Sitting alongside Benassi in the defensive midfield position will be Alfred Duncan, a young Ghanaian international whose loan deal was made permanent at the start of this season despite interest from other clubs.
Another midfield signing is Leandro Greco from Olympiacos, who has Serie A experience with Roma that will no doubt prove useful.
Arguably the most talented player in the side is Brazilian striker Paulinho, though he is suspended for Sunday’s fixture with Juventus. Capped internationally at Under 20 level, he scored 23 goals last season and has netted five so far this time around.
Captain Andrea Luci was raised in the Juventus youth sector between 2002 and 2005, and now marshals the Livorno midfield.
Leandro Greco is the Amaranto’s top provider of assists this season with three, showing that the summer signing from Olympiacos has quickly settled in to the role of playmaker for his new club.
Livorno’s Davide Nicola is relatively new to coaching, but with an attacking mentality instilled in the side he has produced some solid results this season despite having had no previous experience of Serie A action.

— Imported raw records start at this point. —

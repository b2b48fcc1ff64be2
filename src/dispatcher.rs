//! Job submission.
//!
//! The orchestrator never runs encodes inline: it persists a job record and
//! hands its id to a [`JobDispatcher`]. [`LocalDispatcher`] is an in-process
//! priority queue consumed by [`crate::worker::WorkerPool`].

use async_trait::async_trait;
use parking_lot::Mutex;
use reelforge_common::EncodingId;
use std::cmp::Ordering;
use std::collections::BinaryHeap;
use tokio::sync::Notify;

/// Highest resolution in the ladder; priorities count down from here so
/// smaller renditions are picked up first.
const PRIORITY_CEILING: i32 = 4320;

/// Dispatch priority for a target resolution. Lower resolutions rank higher.
pub fn priority_for(resolution: u32) -> i32 {
    PRIORITY_CEILING - resolution.min(PRIORITY_CEILING as u32) as i32
}

#[derive(Debug, Clone, Copy, PartialEq, Eq)]
pub struct QueuedJob {
    pub encoding_id: EncodingId,
    pub priority: i32,
}

#[async_trait]
pub trait JobDispatcher: Send + Sync {
    async fn submit(&self, job: QueuedJob) -> reelforge_common::Result<()>;
}

#[derive(Debug, PartialEq, Eq)]
struct Entry {
    job: QueuedJob,
    seq: u64,
}

impl Ord for Entry {
    fn cmp(&self, other: &Self) -> Ordering {
        self.job
            .priority
            .cmp(&other.job.priority)
            .then_with(|| other.seq.cmp(&self.seq))
    }
}

impl PartialOrd for Entry {
    fn partial_cmp(&self, other: &Self) -> Option<Ordering> {
        Some(self.cmp(other))
    }
}

#[derive(Default)]
struct QueueState {
    heap: BinaryHeap<Entry>,
    next_seq: u64,
}

/// Priority queue with FIFO order among equal priorities.
#[derive(Default)]
pub struct LocalDispatcher {
    state: Mutex<QueueState>,
    notify: Notify,
}

impl LocalDispatcher {
    pub fn new() -> Self {
        Self::default()
    }

    pub fn push(&self, job: QueuedJob) {
        {
            let mut state = self.state.lock();
            let seq = state.next_seq;
            state.next_seq += 1;
            state.heap.push(Entry { job, seq });
        }
        self.notify.notify_one();
    }

    pub fn try_next(&self) -> Option<QueuedJob> {
        self.state.lock().heap.pop().map(|e| e.job)
    }

    /// Wait for the next job.
    pub async fn next(&self) -> QueuedJob {
        loop {
            let notified = self.notify.notified();
            if let Some(job) = self.try_next() {
                return job;
            }
            notified.await;
        }
    }

    pub fn len(&self) -> usize {
        self.state.lock().heap.len()
    }

    pub fn is_empty(&self) -> bool {
        self.len() == 0
    }
}

#[async_trait]
impl JobDispatcher for LocalDispatcher {
    async fn submit(&self, job: QueuedJob) -> reelforge_common::Result<()> {
        tracing::debug!(encoding_id = %job.encoding_id, priority = job.priority, "job queued");
        self.push(job);
        Ok(())
    }
}

#[cfg(test)]
mod tests {
    use super::*;
    use std::sync::Arc;
    use std::time::Duration;

    fn job(priority: i32) -> QueuedJob {
        QueuedJob {
            encoding_id: EncodingId::new(),
            priority,
        }
    }

    #[test]
    fn lower_resolutions_rank_higher() {
        assert!(priority_for(240) > priority_for(720));
        assert!(priority_for(720) > priority_for(2160));
        assert_eq!(priority_for(10_000), 0);
    }

    #[test]
    fn pops_by_priority_then_fifo() {
        let queue = LocalDispatcher::new();
        let a = job(1);
        let b = job(5);
        let c = job(5);
        queue.push(a);
        queue.push(b);
        queue.push(c);

        assert_eq!(queue.try_next(), Some(b));
        assert_eq!(queue.try_next(), Some(c));
        assert_eq!(queue.try_next(), Some(a));
        assert!(queue.try_next().is_none());
    }

    #[test]
    fn next_is_pending_until_a_job_arrives() {
        let queue = LocalDispatcher::new();
        let mut next = tokio_test::task::spawn(queue.next());
        tokio_test::assert_pending!(next.poll());

        let submitted = job(1);
        queue.push(submitted);
        assert!(next.is_woken());
        tokio_test::assert_ready_eq!(next.poll(), submitted);
    }

    #[tokio::test]
    async fn next_wakes_on_submit() {
        let queue = Arc::new(LocalDispatcher::new());
        let waiter = {
            let queue = Arc::clone(&queue);
            tokio::spawn(async move { queue.next().await })
        };
        tokio::time::sleep(Duration::from_millis(20)).await;

        let submitted = job(3);
        queue.submit(submitted).await.unwrap();

        let received = tokio::time::timeout(Duration::from_secs(2), waiter)
            .await
            .unwrap()
            .unwrap();
        assert_eq!(received, submitted);
    }
}
//! Adaptive-streaming packaging with Bento4's `mp4hls`.

use std::path::{Path, PathBuf};
use std::time::Duration;

use crate::{Error, Result, ToolCommand};

/// Manifest file written by `mp4hls` at the root of its output directory.
pub const MANIFEST_NAME: &str = "master.m3u8";

pub fn package_args(inputs: &[PathBuf], output_dir: &Path, segment_duration: u32) -> Vec<String> {
    let mut args = vec![
        format!("--segment-duration={segment_duration}"),
        format!("--output-dir={}", output_dir.to_string_lossy()),
    ];
    args.extend(inputs.iter().map(|p| p.to_string_lossy().into_owned()));
    args
}

/// Package `inputs` into a multi-rendition HLS tree at `output_dir`, which
/// must not exist yet. Returns the manifest path.
pub async fn package(
    mp4hls: &Path,
    inputs: &[PathBuf],
    output_dir: &Path,
    segment_duration: u32,
    timeout: Duration,
) -> Result<PathBuf> {
    if inputs.is_empty() {
        return Err(Error::InvalidInput("no renditions to package".into()));
    }
    if let Some(parent) = output_dir.parent() {
        std::fs::create_dir_all(parent)?;
    }

    ToolCommand::new(mp4hls)
        .args(package_args(inputs, output_dir, segment_duration))
        .timeout(timeout)
        .execute()
        .await?;

    let manifest = output_dir.join(MANIFEST_NAME);
    if !manifest.exists() {
        return Err(Error::tool_failed("mp4hls", "no manifest produced"));
    }
    Ok(manifest)
}

/// Recursively copy `src` over `dest`, overwriting files that exist.
///
/// Segments land first, then variant playlists, and the root manifest
/// last, so a reader following the manifest only reaches files that are
/// already in place. Each file is written beside its target and renamed.
pub fn merge_into(src: &Path, dest: &Path) -> Result<()> {
    std::fs::create_dir_all(dest)?;
    for relative in merge_order(src)? {
        let from = src.join(&relative);
        let to = dest.join(&relative);
        let parent = to.parent().unwrap_or(dest);
        std::fs::create_dir_all(parent)?;
        let name = relative
            .file_name()
            .map(|n| n.to_string_lossy().into_owned())
            .unwrap_or_default();
        let staging = parent.join(format!(".{name}.merging"));
        std::fs::copy(&from, &staging)?;
        std::fs::rename(&staging, &to)?;
    }
    Ok(())
}

/// Files under `root`, relative to it, in the order they are safe to publish.
fn merge_order(root: &Path) -> Result<Vec<PathBuf>> {
    fn walk(root: &Path, dir: &Path, out: &mut Vec<PathBuf>) -> Result<()> {
        for entry in std::fs::read_dir(dir)? {
            let entry = entry?;
            let path = entry.path();
            if entry.file_type()?.is_dir() {
                walk(root, &path, out)?;
            } else if let Ok(relative) = path.strip_prefix(root) {
                out.push(relative.to_path_buf());
            }
        }
        Ok(())
    }

    let mut files = Vec::new();
    walk(root, root, &mut files)?;
    files.sort_by_key(|p| {
        let rank = if p.as_path() == Path::new(MANIFEST_NAME) {
            2
        } else if p.extension().is_some_and(|e| e == "m3u8") {
            1
        } else {
            0
        };
        (rank, p.clone())
    });
    Ok(files)
}
//! Scratch workspaces for encoder and cut operations.
//!
//! A [`Workspace`] is a temporary directory inside the configured temp area.
//! Tools write into it; [`Workspace::finalize`] moves the finished file to
//! its destination. Dropping the workspace deletes whatever is left, so a
//! failed or killed job never leaves partial output behind.

use std::path::{Path, PathBuf};
use tempfile::TempDir;

use crate::{Error, Result};

pub struct Workspace {
    temp_dir: TempDir,
}

impl Workspace {
    /// Create a workspace directory under `root`, creating `root` if needed.
    pub fn new_in(root: &Path, prefix: &str) -> Result<Self> {
        std::fs::create_dir_all(root)?;
        let temp_dir = tempfile::Builder::new()
            .prefix(prefix)
            .tempdir_in(root)
            .map_err(Error::Io)?;
        Ok(Self { temp_dir })
    }

    /// Path to the temporary directory.
    pub fn path(&self) -> &Path {
        self.temp_dir.path()
    }

    /// Path for a named file inside the workspace.
    pub fn temp_file(&self, name: &str) -> PathBuf {
        self.temp_dir.path().join(name)
    }

    /// Move `produced` (a file inside this workspace) to `dest`, replacing
    /// any existing file, then delete the workspace.
    ///
    /// Rename is tried first; across filesystems the file is copied next to
    /// `dest` and renamed over it so readers never observe a partial file.
    pub fn finalize(self, produced: &Path, dest: &Path) -> Result<PathBuf> {
        if !produced.exists() {
            return Err(Error::file_not_found(produced));
        }
        if let Some(parent) = dest.parent() {
            std::fs::create_dir_all(parent)?;
        }

        if std::fs::rename(produced, dest).is_err() {
            let staging = dest.with_extension("partial");
            std::fs::copy(produced, &staging)?;
            if let Err(e) = std::fs::rename(&staging, dest) {
                let _ = std::fs::remove_file(&staging);
                return Err(Error::Io(e));
            }
        }

        Ok(dest.to_path_buf())
    }
}

#[cfg(test)]
mod tests {
    use super::*;
    use std::fs;

    #[test]
    fn workspace_lives_under_root() {
        let root = tempfile::tempdir().unwrap();
        let ws = Workspace::new_in(&root.path().join("scratch"), "enc-").unwrap();
        assert!(ws.path().starts_with(root.path()));
        let tf = ws.temp_file("pass.log");
        assert!(tf.starts_with(ws.path()));
    }

    #[test]
    fn finalize_replaces_destination() {
        let root = tempfile::tempdir().unwrap();
        let dest = root.path().join("out").join("video.mp4");
        fs::create_dir_all(dest.parent().unwrap()).unwrap();
        fs::write(&dest, b"old").unwrap();

        let ws = Workspace::new_in(root.path(), "enc-").unwrap();
        let produced = ws.temp_file("video.mp4");
        fs::write(&produced, b"new").unwrap();
        let ws_path = ws.path().to_path_buf();

        let final_path = ws.finalize(&produced, &dest).unwrap();
        assert_eq!(final_path, dest);
        assert_eq!(fs::read(&dest).unwrap(), b"new");
        assert!(!ws_path.exists());
    }

    #[test]
    fn finalize_missing_output_fails() {
        let root = tempfile::tempdir().unwrap();
        let ws = Workspace::new_in(root.path(), "enc-").unwrap();
        let missing = ws.temp_file("nothing.mp4");
        assert!(ws.finalize(&missing, &root.path().join("x.mp4")).is_err());
    }

    #[test]
    fn drop_removes_partial_output() {
        let root = tempfile::tempdir().unwrap();
        let ws = Workspace::new_in(root.path(), "enc-").unwrap();
        fs::write(ws.temp_file("partial.mp4"), b"half").unwrap();
        let path = ws.path().to_path_buf();
        drop(ws);
        assert!(!path.exists());
    }
}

An ex-defender born in Piedmont, his most prominent spell as a player was with Genoa (where he is famous for kissing a policewoman on the touchline when celebrating a goal against Atalanta) but he also helped Torino reach the top flight when he found the net in the 2005/06 Serie B play-off final.
He only began coaching in 2010, taking over the reins at Lumezzane in July and leading them to an excellent sixth place that season.
The following campaign his side finished eighth, and he made the step up to the Livorno job in June 2012.
After a third-place finish in Serie B, he led the team through the play-offs to secure the opportunity to play in the top flight this season.